I attempted a lognormal non-centred re-parameterization of (dp
, wp
, and wr
)
functions {
// mufun returns dCt, the delta Ct below the LOD:
real mufun(real t, real tp, real wp, real wr, real dp){
// Viral load rises between onset and peak:
if(t>(tp-wp) && t<=tp)
return(dp/wp*(t-(tp-wp)));
// Viral load falls between peak and recovery:
else if(t>tp && t<=(tp+wr))
return(dp - dp/wr*(t-tp));
// Ct = lod after recovery:
else
return(0);
}
}
data {
int<lower=0> N; // Number of concatenated data points
int<lower=0> n_id; // Number of individuals
real<lower=0> lod; // Limit of detection
array[N] int<lower=0> id; // Vector marking which datum belongs to which id
array[n_id] int<lower=0> symp; // Vector marking symptomatic ids
vector[N] t; // Vector marking the time for each data point
vector<lower=0, upper=lod>[N] y; // Concatenated data vector
real<lower=0> tpsd; // Prior sd for the onset time (days)
real<lower=0> dpmean_prior; // Prior mean peak Ct (delta from lod)
real<lower=0> dpsd_prior; // Prior sd peak Ct (delta from lod)
real<lower=0> wpmax; // Max proliferation duration
real<lower=0> wpmean_prior; // Prior mean proliferation duration
real<lower=0> wpsd_prior; // Prior sd proliferation duration
real<lower=0> wrmax; // Prior max clearance duration
real<lower=0> wrmean_prior; // Prior mean clearance duration
real<lower=0> wrsd_prior; // Prior sd clearance duration
real<lower=0> sigma_max; // Max allowable value for observation noise
real<lower=0> sigma_prior_scale; // Prior observation noise Cauchy scale
real<lower=0, upper=1> lambda; // Mixture probability (~1-sensitivity)

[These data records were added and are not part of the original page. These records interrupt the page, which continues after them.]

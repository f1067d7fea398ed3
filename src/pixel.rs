//! Pixel layout and rectangle geometry shared by every layer of the crate.

use std::fmt;

use serde::{Deserialize, Serialize};

/// Layout of one pixel: 1 or 3 colour channels, optionally followed by alpha.
///
/// Alpha is always the last byte of a pixel.
#[derive(Debug, Clone, Copy, PartialEq, Eq, Hash, Serialize, Deserialize)]
#[serde(rename_all = "lowercase")]
pub enum PixelFormat {
    Gray,
    GrayAlpha,
    Rgb,
    Rgba,
}

impl PixelFormat {
    /// Pick the format for a bytes-per-pixel count (1..=4).
    pub fn from_bytes_per_pixel(bpp: usize) -> Option<Self> {
        match bpp {
            1 => Some(PixelFormat::Gray),
            2 => Some(PixelFormat::GrayAlpha),
            3 => Some(PixelFormat::Rgb),
            4 => Some(PixelFormat::Rgba),
            _ => None,
        }
    }

    pub fn bytes_per_pixel(self) -> usize {
        match self {
            PixelFormat::Gray => 1,
            PixelFormat::GrayAlpha => 2,
            PixelFormat::Rgb => 3,
            PixelFormat::Rgba => 4,
        }
    }

    pub fn has_alpha(self) -> bool {
        matches!(self, PixelFormat::GrayAlpha | PixelFormat::Rgba)
    }

    /// Number of channels excluding alpha.
    pub fn color_channels(self) -> usize {
        match self {
            PixelFormat::Gray | PixelFormat::GrayAlpha => 1,
            PixelFormat::Rgb | PixelFormat::Rgba => 3,
        }
    }

    /// Byte index of the alpha channel within a pixel, if any.
    pub fn alpha_index(self) -> Option<usize> {
        self.has_alpha().then(|| self.bytes_per_pixel() - 1)
    }
}

impl fmt::Display for PixelFormat {
    fn fmt(&self, f: &mut fmt::Formatter<'_>) -> fmt::Result {
        let name = match self {
            PixelFormat::Gray => "gray",
            PixelFormat::GrayAlpha => "gray-alpha",
            PixelFormat::Rgb => "rgb",
            PixelFormat::Rgba => "rgba",
        };
        f.write_str(name)
    }
}

/// Axis-aligned rectangle in canvas pixel coordinates.
#[derive(Debug, Clone, Copy, PartialEq, Eq, Hash, Default)]
pub struct Rect {
    pub x: u32,
    pub y: u32,
    pub width: u32,
    pub height: u32,
}

impl Rect {
    pub const fn new(x: u32, y: u32, width: u32, height: u32) -> Self {
        Self {
            x,
            y,
            width,
            height,
        }
    }

    /// One past the last column. Widened, so it cannot overflow.
    pub fn right(&self) -> u64 {
        self.x as u64 + self.width as u64
    }

    /// One past the last row.
    pub fn bottom(&self) -> u64 {
        self.y as u64 + self.height as u64
    }

    pub fn is_empty(&self) -> bool {
        self.width == 0 || self.height == 0
    }

    pub fn area(&self) -> u64 {
        self.width as u64 * self.height as u64
    }

    /// Whether `other` lies entirely within `self`.
    pub fn contains_rect(&self, other: &Rect) -> bool {
        other.x >= self.x
            && other.y >= self.y
            && other.right() <= self.right()
            && other.bottom() <= self.bottom()
    }

    pub fn intersect(&self, other: &Rect) -> Option<Rect> {
        let x = self.x.max(other.x);
        let y = self.y.max(other.y);
        let right = self.right().min(other.right());
        let bottom = self.bottom().min(other.bottom());
        // Both extents are bounded by the narrower rectangle, so they fit in u32
        (right > x as u64 && bottom > y as u64)
            .then(|| Rect::new(x, y, (right - x as u64) as u32, (bottom - y as u64) as u32))
    }
}
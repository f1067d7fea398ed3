//! Compositing kernel tests.
//!
//! Tests verify:
//! - Every usable accelerated kernel matches the reference on all 65536 byte pairs
//! - The weighted mix matches the reference for every (blended, dst, weight)
//! - Whole-canvas composites are identical whichever kernels are selected
//! - Opacity and mask weighting follow the integer formulas

use tile_composite::composite::reference;
use tile_composite::region::ops;
use tile_composite::{
    Access, CompositeMode, CpuFeatures, KernelSet, KernelVariant, PixelFormat, Rect,
    TileContext,
};

use super::test_utils::{all_pairs, fill_pattern, pattern_image};

fn usable_variants() -> Vec<KernelVariant> {
    let features = CpuFeatures::detect();
    KernelVariant::ALL
        .into_iter()
        .filter(|v| *v != KernelVariant::Reference && v.is_available(&features))
        .collect()
}

// =============================================================================
// Exhaustive Kernel Equivalence
// =============================================================================

#[test]
fn test_blend_kernels_match_reference_exhaustively() {
    let (src, dst) = all_pairs();
    let mut expected = vec![0u8; src.len()];
    let mut actual = vec![0u8; src.len()];

    for variant in usable_variants() {
        for mode in CompositeMode::ALL {
            if !mode.is_elementwise() || !variant.supports(mode) {
                continue;
            }
            reference::blend(mode, &src, &dst, &mut expected);
            // Fill with garbage so a kernel that skips bytes cannot pass
            actual.fill(0xA5);
            variant.blend(mode, &src, &dst, &mut actual);

            if let Some(i) = expected.iter().zip(&actual).position(|(e, a)| e != a) {
                panic!(
                    "{variant} {mode}: s={} d={} expected {} got {}",
                    src[i], dst[i], expected[i], actual[i]
                );
            }
        }
    }
}

#[test]
fn test_mix_kernels_match_reference_exhaustively() {
    let (blended, weight) = all_pairs();
    let mut expected = vec![0u8; blended.len()];
    let mut actual = vec![0u8; blended.len()];

    for variant in usable_variants() {
        for d in 0..=255u8 {
            let dst = vec![d; blended.len()];
            reference::mix_slice(&blended, &dst, &weight, &mut expected);
            actual.fill(0x5A);
            variant.mix(&blended, &dst, &weight, &mut actual);
            assert!(expected == actual, "{variant} mix differs for d={d}");
        }
    }
}

#[test]
fn test_odd_lengths_use_scalar_tail() {
    let (src, dst) = all_pairs();
    for variant in usable_variants() {
        for len in [1usize, 7, 15, 17, 33, 100] {
            let mut expected = vec![0u8; len];
            let mut actual = vec![0u8; len];
            reference::blend(
                CompositeMode::Multiply,
                &src[300..300 + len],
                &dst[..len],
                &mut expected,
            );
            variant.blend(CompositeMode::Multiply, &src[300..300 + len], &dst[..len], &mut actual);
            assert_eq!(expected, actual, "{variant} len {len}");
        }
    }
}

// =============================================================================
// Canvas Compositing
// =============================================================================

#[test]
fn test_canvas_composite_identical_across_kernel_sets() {
    let ctx = TileContext::in_memory(1 << 20, 16);
    let layer = ctx.create_canvas(45, 37, PixelFormat::Rgba);
    fill_pattern(&layer);
    let background = pattern_image(45, 37, PixelFormat::Rgba)
        .into_iter()
        .map(|b| b.wrapping_mul(3).wrapping_add(17))
        .collect::<Vec<u8>>();

    let mut sets = vec![KernelSet::reference(), KernelSet::detect(true)];
    sets.extend(usable_variants().into_iter().map(KernelSet::forced));

    for mode in CompositeMode::ALL {
        let mut results = Vec::new();
        for kernels in &sets {
            let dst = ctx.create_canvas(45, 37, PixelFormat::Rgba);
            dst.write_all(&background).unwrap();
            ops::composite(
                kernels,
                &layer.full_region(Access::Read),
                &dst.full_region(Access::Write),
                None,
                mode,
                200,
                None,
            )
            .unwrap();
            results.push(dst.read_all().unwrap());
        }
        for (i, r) in results.iter().enumerate().skip(1) {
            assert!(r == &results[0], "{mode}: kernel set {i} differs from reference");
        }
    }
}

#[test]
fn test_half_opacity_normal_on_canvas() {
    let ctx = TileContext::in_memory(1 << 20, 64);
    let src = ctx.create_canvas(10, 10, PixelFormat::Rgba);
    let dst = ctx.create_canvas(10, 10, PixelFormat::Rgba);
    ops::fill(&src.full_region(Access::Write), &[200, 60, 0, 255]).unwrap();
    ops::fill(&dst.full_region(Access::Write), &[40, 180, 255, 255]).unwrap();

    ops::composite(
        &KernelSet::detect(true),
        &src.full_region(Access::Read),
        &dst.full_region(Access::Write),
        None,
        CompositeMode::Normal,
        128,
        None,
    )
    .unwrap();

    let expect = |s: u32, d: u32| ((s * 128 + d * 127 + 127) / 255) as u8;
    let pixel = vec![expect(200, 40), expect(60, 180), expect(0, 255), 255];
    let all = dst.read_all().unwrap();
    assert!(all.chunks_exact(4).all(|px| px == &pixel[..]));
}

#[test]
fn test_mask_scales_weight() {
    let ctx = TileContext::in_memory(1 << 20, 16);
    let src = ctx.create_canvas(3, 1, PixelFormat::Gray);
    let dst = ctx.create_canvas(3, 1, PixelFormat::Gray);
    let mask = ctx.create_canvas(3, 1, PixelFormat::Gray);
    src.write_all(&[255, 255, 255]).unwrap();
    mask.write_all(&[0, 128, 255]).unwrap();

    ops::composite(
        &KernelSet::reference(),
        &src.full_region(Access::Read),
        &dst.full_region(Access::Write),
        Some(&mask.full_region(Access::Read)),
        CompositeMode::Normal,
        255,
        None,
    )
    .unwrap();

    assert_eq!(dst.read_all().unwrap(), vec![0, 128, 255]);
}

#[test]
fn test_erase_with_alpha_destination() {
    let ctx = TileContext::in_memory(1 << 20, 16);
    let src = ctx.create_canvas(4, 4, PixelFormat::GrayAlpha);
    let dst = ctx.create_canvas(4, 4, PixelFormat::GrayAlpha);
    ops::fill(&src.full_region(Access::Write), &[0, 255]).unwrap();
    ops::fill(&dst.full_region(Access::Write), &[90, 255]).unwrap();

    ops::composite(
        &KernelSet::reference(),
        &src.region(Rect::new(0, 0, 2, 4), Access::Read),
        &dst.region(Rect::new(0, 0, 2, 4), Access::Write),
        None,
        CompositeMode::Erase,
        255,
        None,
    )
    .unwrap();

    assert_eq!(dst.pixel(1, 3).unwrap(), vec![90, 0]);
    assert_eq!(dst.pixel(2, 3).unwrap(), vec![90, 255]);
}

real<lower=0> fpmean; // False positive mean Ct
}
transformed data {
vector<lower=0, upper=lod>[N] ydrop; // Concatenated deviation from LOD
real loglambda;
real log1mlambda;
real dpcauchypriorscale;
real wpcauchypriorscale;
real wrcauchypriorscale;
for(i in 1:N){
ydrop[i] = lod-y[i];
}
loglambda = log(lambda);
log1mlambda = log1m(lambda);
// Define cauchy prior scales so thatt 90% of the half-distribution mass lies below the max cutoff for that parameter.
//dpcauchypriorscale = lod/tan(pi()*(0.95-0.5));
//wpcauchypriorscale = wpmax/tan(pi()*(0.95-0.5));
//wrcauchypriorscale = wrmax/tan(pi()*(0.95-0.5));
dpcauchypriorscale = 3;
wpcauchypriorscale = 3;
wrcauchypriorscale = 3;
}
parameters {
vector[n_id] z_id;
real<lower=0, upper=lod> dpmean; // Poplation peak Ct drop mean
real<lower=0, upper=wpmax> wpmean; // Population onset-to-peak time mean
real<lower=0, upper=wrmax> wrmean; // Population peak-to-recovery time mean
real<lower=0> dpsd; // Poplation peak Ct drop sd
real<lower=0> wpsd; // Population onset-to-peak time sd
real<lower=0> wrsd; // Population peak-to-recovery time sd
vector[n_id] tp; // Peak time
real<lower=0, upper=sigma_max> sigma; // Process noise during infection
}
transformed parameters {
vector[N] process_sd;
vector[N] mu;
vector<lower=0>[n_id] dp; // Peak Ct drop
vector<lower=0>[n_id] wp; // Onset-to-peak time
vector<lower=0>[n_id] wr; // Peak-to-recovery time
// Individual parameter specifications:
dp[id] = exp(log(dpmean) + (log(dpsd) * z_id[id])) ;
wp[id] = exp(log(wpmean) + (log(wpsd) * z_id[id])) ;
wr[id] = exp(log(wrmean) + (log(wrsd) * z_id[id])) ;
for(i in 1:N){
mu[i]=mufun(t[i], tp[id[i]], wp[id[i]], wr[id[i]], dp[id[i]]);
process_sd[i]=sqrt(sigma*sigma);
};
}
model {
// Hierarchical priors:
z_id ~ std_normal();
tp ~ normal(0,tpsd);
dpmean ~ normal(dpmean_prior,dpsd_prior) T[0,lod];
wpmean ~ normal(wpmean_prior, wpsd_prior) T[0,wpmax];
wrmean ~ normal(wrmean_prior, wrsd_prior) T[0,wrmax];
dpsd ~ normal(0,dpcauchypriorscale) T[0,];
wpsd ~ normal(0,wpcauchypriorscale) T[0,];
wrsd ~ normal(0,wrcauchypriorscale) T[0,];
sigma ~ normal(0,sigma_prior_scale) T[0,10];
// Main model specification:
for(i in 1:N){
target += log_sum_exp(
log1mlambda + normal_lpdf(ydrop[i] | mu[i], process_sd[i]),
loglambda + exponential_lpdf(ydrop[i] | 1/fpmean));
if (ydrop[i] < 0 || ydrop[i] > lod)
target += negative_infinity();
else
target += -log_diff_exp(
log1mlambda + normal_lcdf(lod | mu[i], process_sd[i]),
log1mlambda + normal_lcdf(0 | mu[i], process_sd[i]));
}
}
This increases E-BFMI, slightly (0.02), but results in low effective draws an high R-hat for most parameters:
Such high values indicate incomplete mixing and biased estimation.
You should consider regularizating your model with additional prior information or a more effective parameterization.
I’m at a loss for what else I can try.